- **What is needed**:
Needed from the data below: every line from the one with "a JSON file." up to and including the one with "pub fn load(&self)", repeated exactly and with nothing else.

(Collected data)

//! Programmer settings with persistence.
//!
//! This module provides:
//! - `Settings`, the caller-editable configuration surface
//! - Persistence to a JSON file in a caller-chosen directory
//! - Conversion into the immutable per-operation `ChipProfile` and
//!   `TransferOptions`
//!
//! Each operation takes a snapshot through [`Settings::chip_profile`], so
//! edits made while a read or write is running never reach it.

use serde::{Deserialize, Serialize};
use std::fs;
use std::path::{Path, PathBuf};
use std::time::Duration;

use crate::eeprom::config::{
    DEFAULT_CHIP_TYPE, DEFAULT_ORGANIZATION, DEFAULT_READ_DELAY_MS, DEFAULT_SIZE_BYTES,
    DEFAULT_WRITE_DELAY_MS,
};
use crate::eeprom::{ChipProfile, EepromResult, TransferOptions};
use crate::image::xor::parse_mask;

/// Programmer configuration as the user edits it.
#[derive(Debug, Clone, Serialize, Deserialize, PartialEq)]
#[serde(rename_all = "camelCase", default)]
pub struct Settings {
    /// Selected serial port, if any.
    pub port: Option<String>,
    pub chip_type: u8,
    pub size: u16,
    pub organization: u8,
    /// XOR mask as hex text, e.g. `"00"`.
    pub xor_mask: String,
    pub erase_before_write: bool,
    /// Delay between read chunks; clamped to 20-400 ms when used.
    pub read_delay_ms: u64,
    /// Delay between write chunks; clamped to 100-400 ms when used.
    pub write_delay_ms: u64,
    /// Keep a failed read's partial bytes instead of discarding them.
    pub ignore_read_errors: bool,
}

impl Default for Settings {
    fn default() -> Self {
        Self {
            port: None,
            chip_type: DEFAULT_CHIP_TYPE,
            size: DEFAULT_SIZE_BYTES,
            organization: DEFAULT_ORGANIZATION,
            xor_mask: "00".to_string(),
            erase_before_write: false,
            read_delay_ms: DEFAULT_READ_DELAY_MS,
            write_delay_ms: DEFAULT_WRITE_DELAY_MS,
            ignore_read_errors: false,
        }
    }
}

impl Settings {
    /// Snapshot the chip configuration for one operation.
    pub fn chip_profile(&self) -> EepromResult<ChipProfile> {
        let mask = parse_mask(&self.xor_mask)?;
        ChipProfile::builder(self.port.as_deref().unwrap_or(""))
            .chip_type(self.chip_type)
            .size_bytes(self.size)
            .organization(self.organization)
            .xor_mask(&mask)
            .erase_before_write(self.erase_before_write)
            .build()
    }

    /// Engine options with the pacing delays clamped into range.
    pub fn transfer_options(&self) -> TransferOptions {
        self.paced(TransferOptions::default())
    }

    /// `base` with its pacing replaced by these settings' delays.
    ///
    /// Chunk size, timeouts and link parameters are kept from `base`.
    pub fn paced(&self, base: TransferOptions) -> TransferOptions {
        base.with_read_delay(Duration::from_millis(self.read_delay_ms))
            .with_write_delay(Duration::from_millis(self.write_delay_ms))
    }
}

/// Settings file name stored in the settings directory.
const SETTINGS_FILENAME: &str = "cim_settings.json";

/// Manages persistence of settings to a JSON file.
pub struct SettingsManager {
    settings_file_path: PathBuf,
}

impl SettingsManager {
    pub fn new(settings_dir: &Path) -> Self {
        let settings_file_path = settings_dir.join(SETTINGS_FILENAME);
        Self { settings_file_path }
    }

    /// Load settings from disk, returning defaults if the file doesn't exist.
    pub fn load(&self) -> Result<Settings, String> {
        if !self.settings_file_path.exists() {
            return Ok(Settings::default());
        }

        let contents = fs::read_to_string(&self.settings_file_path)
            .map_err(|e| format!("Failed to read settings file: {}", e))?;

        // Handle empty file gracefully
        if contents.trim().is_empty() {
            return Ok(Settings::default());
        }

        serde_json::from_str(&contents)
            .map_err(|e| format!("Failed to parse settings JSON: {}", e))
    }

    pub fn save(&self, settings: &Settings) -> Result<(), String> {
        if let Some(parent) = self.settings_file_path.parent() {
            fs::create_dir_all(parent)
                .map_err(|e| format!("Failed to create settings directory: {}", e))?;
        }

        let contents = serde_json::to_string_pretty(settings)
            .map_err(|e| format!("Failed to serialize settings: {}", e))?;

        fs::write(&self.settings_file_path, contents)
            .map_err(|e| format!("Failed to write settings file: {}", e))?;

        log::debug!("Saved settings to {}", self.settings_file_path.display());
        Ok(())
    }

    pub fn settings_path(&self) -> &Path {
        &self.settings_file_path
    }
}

- **Task answer**:
/// Manages persistence of settings to a JSON file.
pub struct SettingsManager {
    settings_file_path: PathBuf,
}

impl SettingsManager {
    pub fn new(settings_dir: &Path) -> Self {
        let settings_file_path = settings_dir.join(SETTINGS_FILENAME);
        Self { settings_file_path }
    }

    /// Load settings from disk, returning defaults if the file doesn't exist.
    pub fn load(&self) -> Result<Settings, String> {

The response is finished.